── Records for the task ──
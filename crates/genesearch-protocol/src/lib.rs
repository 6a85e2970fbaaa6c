//! Serializable contracts shared by the GeneSearch library and its CLI.

use serde::{Deserialize, Serialize};

pub const PROTOCOL_VERSION: &str = "v1";

#[derive(Debug, Clone, PartialEq, Eq, Serialize, Deserialize)]
pub struct RecordSummary {
    pub organism: String,
    pub protein: String,
    /// Number of residues after decoding
    pub length: usize,
    /// Length of the run-length encoded chain
    pub encoded_length: usize,
}

#[derive(Debug, Clone, Default, PartialEq, Eq, Serialize, Deserialize)]
pub struct StoreSummary {
    pub record_count: usize,
    pub total_residues: usize,
    pub records: Vec<RecordSummary>,
}

#[derive(Debug, Clone, PartialEq, Eq, Serialize, Deserialize)]
pub struct CommandSpec {
    pub name: String,
    pub arguments: Vec<String>,
    pub description: String,
}

#[derive(Debug, Clone, PartialEq, Eq, Serialize, Deserialize)]
pub struct Capabilities {
    pub protocol_version: String,
    pub supported_commands: Vec<CommandSpec>,
    pub deterministic_report: bool,
}

impl StoreSummary {
    pub fn to_json_pretty(&self) -> Result<String, serde_json::Error> {
        serde_json::to_string_pretty(self)
    }
}

#[cfg(test)]
mod tests {
    use super::*;

    #[test]
    fn store_summary_serializes_field_names() {
        let summary = StoreSummary {
            record_count: 1,
            total_residues: 6,
            records: vec![RecordSummary {
                organism: "H. sapiens".to_string(),
                protein: "ProtA".to_string(),
                length: 6,
                encoded_length: 6,
            }],
        };
        let value = serde_json::to_value(&summary).unwrap();
        assert_eq!(value["record_count"], 1);
        assert_eq!(value["records"][0]["protein"], "ProtA");
    }

    #[test]
    fn capabilities_round_trip_through_json() {
        let caps = Capabilities {
            protocol_version: PROTOCOL_VERSION.to_string(),
            supported_commands: vec![CommandSpec {
                name: "mode".to_string(),
                arguments: vec!["PROTEIN".to_string()],
                description: "most frequent amino acid".to_string(),
            }],
            deterministic_report: true,
        };
        let text = serde_json::to_string(&caps).unwrap();
        let back: Capabilities = serde_json::from_str(&text).unwrap();
        assert_eq!(back, caps);
    }
}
───
Task directions
The line containing "pub const PROTOCOL_VERSION: &str" marks the end: copy exactly every line from the top of the data above down to it, that line included.

Final answer
filename crates/genesearch-protocol/src/lib.rs
repository 6a85e2970fbaaa6c
//! Serializable contracts shared by the GeneSearch library and its CLI.

use serde::{Deserialize, Serialize};

pub const PROTOCOL_VERSION: &str = "v1";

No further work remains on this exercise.